- [Required action] Return only those lines of the material that contain "unreachable".

● ● ● ●

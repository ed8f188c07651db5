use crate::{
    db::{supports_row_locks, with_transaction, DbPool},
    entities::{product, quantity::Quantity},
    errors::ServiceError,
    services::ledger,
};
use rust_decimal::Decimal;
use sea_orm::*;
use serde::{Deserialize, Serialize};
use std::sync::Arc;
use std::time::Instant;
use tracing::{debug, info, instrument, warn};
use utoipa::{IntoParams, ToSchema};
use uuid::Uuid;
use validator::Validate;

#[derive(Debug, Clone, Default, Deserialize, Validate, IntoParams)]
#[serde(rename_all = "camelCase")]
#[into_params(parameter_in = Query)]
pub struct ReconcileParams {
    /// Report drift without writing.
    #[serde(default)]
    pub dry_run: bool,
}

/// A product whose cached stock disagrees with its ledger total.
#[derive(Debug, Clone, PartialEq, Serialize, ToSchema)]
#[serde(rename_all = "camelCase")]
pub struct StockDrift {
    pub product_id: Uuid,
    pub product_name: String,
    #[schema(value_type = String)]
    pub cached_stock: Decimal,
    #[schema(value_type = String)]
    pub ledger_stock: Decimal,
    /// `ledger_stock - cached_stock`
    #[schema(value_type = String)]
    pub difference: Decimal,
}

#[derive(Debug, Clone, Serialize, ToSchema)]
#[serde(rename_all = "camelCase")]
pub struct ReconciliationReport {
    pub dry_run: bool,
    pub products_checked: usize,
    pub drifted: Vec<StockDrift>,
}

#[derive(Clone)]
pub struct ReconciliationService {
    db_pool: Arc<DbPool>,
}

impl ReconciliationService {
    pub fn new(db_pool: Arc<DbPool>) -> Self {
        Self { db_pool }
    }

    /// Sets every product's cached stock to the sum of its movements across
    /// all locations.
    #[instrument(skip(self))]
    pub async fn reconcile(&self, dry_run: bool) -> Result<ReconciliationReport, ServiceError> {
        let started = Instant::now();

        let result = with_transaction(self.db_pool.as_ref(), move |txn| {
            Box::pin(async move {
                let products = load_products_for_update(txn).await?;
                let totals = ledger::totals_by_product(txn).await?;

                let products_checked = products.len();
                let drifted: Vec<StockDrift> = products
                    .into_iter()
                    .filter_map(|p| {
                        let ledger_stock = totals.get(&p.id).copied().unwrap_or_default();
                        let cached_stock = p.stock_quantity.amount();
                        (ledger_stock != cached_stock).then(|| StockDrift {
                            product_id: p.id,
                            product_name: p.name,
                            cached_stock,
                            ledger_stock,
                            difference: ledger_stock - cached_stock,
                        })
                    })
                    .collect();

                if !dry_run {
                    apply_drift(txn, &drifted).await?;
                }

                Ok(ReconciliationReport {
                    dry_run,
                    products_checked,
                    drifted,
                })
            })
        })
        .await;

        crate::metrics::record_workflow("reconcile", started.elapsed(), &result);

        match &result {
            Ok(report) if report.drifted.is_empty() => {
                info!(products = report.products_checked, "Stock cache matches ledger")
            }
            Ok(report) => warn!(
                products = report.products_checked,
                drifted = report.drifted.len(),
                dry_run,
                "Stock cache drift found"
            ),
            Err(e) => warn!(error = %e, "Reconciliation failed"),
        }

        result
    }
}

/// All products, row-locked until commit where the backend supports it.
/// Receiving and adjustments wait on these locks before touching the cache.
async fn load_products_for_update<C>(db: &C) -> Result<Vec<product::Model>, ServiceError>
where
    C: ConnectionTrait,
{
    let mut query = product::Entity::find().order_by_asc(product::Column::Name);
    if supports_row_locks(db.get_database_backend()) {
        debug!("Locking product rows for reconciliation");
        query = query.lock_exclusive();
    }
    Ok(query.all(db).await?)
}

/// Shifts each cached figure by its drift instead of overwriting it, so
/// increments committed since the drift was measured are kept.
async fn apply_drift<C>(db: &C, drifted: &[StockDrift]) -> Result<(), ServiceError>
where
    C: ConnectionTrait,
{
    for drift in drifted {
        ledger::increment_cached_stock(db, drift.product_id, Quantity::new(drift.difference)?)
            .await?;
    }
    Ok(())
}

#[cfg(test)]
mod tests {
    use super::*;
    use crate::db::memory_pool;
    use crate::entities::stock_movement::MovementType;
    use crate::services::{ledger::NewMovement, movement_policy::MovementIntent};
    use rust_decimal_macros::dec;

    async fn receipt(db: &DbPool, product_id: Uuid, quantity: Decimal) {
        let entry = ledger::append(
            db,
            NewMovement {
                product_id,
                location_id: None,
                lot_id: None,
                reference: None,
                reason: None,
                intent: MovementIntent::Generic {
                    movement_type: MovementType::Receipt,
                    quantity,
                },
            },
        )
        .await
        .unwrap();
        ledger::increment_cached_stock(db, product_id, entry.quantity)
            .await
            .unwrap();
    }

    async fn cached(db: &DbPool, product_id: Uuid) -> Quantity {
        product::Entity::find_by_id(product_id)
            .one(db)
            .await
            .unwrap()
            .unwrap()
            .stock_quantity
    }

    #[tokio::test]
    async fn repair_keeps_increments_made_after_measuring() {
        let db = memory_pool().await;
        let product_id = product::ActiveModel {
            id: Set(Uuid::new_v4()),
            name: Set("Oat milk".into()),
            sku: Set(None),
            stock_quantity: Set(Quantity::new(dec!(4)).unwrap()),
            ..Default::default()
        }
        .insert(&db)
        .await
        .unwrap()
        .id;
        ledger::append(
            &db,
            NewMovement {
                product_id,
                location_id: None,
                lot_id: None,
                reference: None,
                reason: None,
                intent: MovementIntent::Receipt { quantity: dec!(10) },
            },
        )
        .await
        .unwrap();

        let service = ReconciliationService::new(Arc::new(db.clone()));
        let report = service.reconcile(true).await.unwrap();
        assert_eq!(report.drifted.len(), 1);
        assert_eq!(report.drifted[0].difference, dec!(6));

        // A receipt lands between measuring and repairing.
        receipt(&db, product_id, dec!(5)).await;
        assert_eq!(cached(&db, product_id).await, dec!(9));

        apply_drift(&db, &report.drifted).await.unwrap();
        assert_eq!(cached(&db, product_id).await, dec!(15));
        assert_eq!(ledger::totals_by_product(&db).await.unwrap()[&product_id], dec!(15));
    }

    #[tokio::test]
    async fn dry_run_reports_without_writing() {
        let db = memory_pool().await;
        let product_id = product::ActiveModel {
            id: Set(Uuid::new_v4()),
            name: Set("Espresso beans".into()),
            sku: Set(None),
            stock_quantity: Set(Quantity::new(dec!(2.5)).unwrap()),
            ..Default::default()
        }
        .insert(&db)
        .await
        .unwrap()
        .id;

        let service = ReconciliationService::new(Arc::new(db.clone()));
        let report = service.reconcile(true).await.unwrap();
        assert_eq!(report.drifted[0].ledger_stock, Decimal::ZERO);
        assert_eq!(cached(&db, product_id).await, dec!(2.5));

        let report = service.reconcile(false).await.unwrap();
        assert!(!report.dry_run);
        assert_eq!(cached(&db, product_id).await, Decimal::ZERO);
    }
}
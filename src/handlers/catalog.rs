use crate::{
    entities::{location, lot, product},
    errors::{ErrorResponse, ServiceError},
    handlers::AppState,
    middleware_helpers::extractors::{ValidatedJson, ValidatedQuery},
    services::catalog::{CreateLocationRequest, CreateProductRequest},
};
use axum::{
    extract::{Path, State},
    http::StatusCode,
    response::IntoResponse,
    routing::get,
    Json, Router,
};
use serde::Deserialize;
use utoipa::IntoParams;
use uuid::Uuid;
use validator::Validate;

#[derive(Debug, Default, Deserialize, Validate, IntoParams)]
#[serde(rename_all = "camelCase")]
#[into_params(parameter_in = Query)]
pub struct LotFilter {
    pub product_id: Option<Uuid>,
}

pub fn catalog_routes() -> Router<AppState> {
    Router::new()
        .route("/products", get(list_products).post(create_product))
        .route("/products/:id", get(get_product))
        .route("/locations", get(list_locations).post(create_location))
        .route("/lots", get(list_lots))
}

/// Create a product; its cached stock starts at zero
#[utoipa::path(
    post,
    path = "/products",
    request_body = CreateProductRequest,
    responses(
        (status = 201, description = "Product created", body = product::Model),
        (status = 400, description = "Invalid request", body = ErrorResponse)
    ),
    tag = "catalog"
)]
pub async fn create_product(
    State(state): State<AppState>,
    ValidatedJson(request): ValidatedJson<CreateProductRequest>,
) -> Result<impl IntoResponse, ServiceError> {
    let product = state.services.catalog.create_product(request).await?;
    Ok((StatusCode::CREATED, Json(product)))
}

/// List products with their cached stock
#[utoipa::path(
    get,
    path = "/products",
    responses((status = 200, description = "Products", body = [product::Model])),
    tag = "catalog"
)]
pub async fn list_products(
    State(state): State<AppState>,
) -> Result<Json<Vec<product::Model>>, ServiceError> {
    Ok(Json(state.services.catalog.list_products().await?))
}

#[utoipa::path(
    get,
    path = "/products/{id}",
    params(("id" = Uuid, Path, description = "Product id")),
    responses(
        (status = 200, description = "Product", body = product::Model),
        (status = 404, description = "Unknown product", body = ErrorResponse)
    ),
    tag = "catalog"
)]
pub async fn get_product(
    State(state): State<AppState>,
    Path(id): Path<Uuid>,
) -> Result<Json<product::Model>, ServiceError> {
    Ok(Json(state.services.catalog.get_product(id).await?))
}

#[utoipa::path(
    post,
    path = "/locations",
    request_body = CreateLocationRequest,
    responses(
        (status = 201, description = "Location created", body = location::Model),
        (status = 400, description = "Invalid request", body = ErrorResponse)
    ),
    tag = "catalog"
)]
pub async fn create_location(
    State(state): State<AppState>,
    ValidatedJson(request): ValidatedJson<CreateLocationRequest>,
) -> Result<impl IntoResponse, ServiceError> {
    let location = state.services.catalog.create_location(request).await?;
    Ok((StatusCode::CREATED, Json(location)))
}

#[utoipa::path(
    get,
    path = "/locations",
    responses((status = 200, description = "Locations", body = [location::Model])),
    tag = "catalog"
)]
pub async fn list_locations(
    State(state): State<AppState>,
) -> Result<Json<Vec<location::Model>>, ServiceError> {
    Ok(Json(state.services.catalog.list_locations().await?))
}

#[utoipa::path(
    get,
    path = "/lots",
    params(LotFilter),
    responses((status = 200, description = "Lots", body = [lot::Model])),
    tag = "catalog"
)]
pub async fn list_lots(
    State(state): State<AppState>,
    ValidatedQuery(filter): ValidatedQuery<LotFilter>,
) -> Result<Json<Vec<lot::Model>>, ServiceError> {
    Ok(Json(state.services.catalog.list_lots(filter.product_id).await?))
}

● ● ● ●

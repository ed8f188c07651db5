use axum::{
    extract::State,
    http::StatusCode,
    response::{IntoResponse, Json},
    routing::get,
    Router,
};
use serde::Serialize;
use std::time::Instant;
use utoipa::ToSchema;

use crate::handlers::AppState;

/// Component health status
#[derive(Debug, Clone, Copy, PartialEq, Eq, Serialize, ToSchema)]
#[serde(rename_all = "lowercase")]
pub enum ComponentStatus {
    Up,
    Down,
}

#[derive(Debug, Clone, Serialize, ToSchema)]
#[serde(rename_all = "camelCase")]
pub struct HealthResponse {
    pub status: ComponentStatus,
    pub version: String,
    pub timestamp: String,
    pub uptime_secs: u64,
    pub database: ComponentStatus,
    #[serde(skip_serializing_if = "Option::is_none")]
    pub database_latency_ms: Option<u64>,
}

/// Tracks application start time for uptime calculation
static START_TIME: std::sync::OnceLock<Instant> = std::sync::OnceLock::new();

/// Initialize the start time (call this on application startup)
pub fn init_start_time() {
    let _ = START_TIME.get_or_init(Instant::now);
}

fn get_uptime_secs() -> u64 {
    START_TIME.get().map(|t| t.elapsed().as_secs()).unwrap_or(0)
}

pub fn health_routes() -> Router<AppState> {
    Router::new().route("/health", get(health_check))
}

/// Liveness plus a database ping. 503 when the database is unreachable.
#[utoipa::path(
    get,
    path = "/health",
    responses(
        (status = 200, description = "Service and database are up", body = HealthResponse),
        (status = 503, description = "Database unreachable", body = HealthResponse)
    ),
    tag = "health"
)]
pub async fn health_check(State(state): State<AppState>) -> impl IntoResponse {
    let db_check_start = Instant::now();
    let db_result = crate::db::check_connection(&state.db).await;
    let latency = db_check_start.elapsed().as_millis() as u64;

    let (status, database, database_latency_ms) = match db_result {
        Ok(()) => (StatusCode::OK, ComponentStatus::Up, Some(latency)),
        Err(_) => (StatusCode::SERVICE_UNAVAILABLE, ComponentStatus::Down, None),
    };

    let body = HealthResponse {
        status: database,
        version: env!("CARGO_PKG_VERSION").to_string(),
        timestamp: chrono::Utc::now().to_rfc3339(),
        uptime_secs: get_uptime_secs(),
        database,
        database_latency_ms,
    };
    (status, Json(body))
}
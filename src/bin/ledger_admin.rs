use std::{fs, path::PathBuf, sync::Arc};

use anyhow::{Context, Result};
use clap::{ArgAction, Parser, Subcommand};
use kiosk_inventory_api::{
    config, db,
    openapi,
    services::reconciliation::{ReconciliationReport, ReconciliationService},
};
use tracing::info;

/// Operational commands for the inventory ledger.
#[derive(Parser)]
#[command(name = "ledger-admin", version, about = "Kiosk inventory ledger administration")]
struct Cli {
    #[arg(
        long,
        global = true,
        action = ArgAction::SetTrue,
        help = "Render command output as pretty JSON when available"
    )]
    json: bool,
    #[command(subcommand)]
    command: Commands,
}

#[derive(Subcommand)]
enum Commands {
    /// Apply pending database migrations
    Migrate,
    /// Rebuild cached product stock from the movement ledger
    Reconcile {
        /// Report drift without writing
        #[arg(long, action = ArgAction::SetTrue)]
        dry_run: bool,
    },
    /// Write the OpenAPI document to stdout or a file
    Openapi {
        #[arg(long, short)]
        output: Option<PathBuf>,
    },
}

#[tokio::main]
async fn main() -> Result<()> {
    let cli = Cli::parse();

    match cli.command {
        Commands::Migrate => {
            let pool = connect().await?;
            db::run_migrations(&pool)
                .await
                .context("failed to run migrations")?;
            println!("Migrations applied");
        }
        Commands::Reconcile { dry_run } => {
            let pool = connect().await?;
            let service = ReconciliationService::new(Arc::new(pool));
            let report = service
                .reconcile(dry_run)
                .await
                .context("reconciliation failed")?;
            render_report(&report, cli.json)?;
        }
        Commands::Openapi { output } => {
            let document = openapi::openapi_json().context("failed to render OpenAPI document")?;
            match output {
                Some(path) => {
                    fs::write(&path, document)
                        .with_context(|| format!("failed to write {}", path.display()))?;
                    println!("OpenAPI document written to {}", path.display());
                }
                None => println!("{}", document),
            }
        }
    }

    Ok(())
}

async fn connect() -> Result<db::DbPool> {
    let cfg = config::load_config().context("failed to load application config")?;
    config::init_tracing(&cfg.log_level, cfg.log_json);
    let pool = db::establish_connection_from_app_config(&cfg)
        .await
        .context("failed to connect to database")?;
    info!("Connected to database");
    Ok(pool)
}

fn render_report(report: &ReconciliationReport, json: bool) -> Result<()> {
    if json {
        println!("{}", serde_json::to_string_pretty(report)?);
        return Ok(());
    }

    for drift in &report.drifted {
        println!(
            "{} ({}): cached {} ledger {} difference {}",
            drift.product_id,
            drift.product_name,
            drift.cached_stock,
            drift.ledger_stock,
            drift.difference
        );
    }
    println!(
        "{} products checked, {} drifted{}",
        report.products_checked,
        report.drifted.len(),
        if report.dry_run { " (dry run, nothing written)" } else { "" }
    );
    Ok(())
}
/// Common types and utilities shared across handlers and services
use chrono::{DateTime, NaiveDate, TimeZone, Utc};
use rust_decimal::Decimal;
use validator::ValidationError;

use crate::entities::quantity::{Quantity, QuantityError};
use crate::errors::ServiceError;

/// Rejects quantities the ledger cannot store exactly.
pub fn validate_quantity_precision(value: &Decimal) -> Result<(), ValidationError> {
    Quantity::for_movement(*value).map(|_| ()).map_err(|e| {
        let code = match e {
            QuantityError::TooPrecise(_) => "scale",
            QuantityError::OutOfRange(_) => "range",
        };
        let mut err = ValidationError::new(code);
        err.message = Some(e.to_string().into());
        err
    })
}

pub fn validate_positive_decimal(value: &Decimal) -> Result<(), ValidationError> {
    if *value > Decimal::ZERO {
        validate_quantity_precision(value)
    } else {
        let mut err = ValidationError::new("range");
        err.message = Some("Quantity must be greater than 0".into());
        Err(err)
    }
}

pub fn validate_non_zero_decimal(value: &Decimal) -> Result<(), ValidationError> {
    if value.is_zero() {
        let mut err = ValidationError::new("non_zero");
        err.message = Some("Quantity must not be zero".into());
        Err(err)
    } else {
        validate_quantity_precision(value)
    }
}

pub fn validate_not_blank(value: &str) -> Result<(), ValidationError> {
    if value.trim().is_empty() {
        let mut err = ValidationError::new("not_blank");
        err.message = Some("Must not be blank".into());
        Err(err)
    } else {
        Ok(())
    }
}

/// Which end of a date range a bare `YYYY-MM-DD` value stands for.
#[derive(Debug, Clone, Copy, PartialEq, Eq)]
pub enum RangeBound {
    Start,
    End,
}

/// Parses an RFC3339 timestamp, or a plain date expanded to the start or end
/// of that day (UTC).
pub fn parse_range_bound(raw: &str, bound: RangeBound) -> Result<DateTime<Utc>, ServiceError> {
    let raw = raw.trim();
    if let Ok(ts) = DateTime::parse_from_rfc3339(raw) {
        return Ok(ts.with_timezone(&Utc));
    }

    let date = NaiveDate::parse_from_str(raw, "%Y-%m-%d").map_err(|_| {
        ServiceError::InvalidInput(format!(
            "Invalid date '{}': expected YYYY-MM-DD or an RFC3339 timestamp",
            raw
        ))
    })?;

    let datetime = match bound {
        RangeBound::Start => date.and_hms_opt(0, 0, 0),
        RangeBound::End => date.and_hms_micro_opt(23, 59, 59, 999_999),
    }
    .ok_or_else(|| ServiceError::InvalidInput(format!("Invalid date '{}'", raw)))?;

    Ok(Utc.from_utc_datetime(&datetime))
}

● ● ● ●

- [Result of the exercise]
/// Liveness plus a database ping. 503 when the database is unreachable.
        (status = 503, description = "Database unreachable", body = HealthResponse)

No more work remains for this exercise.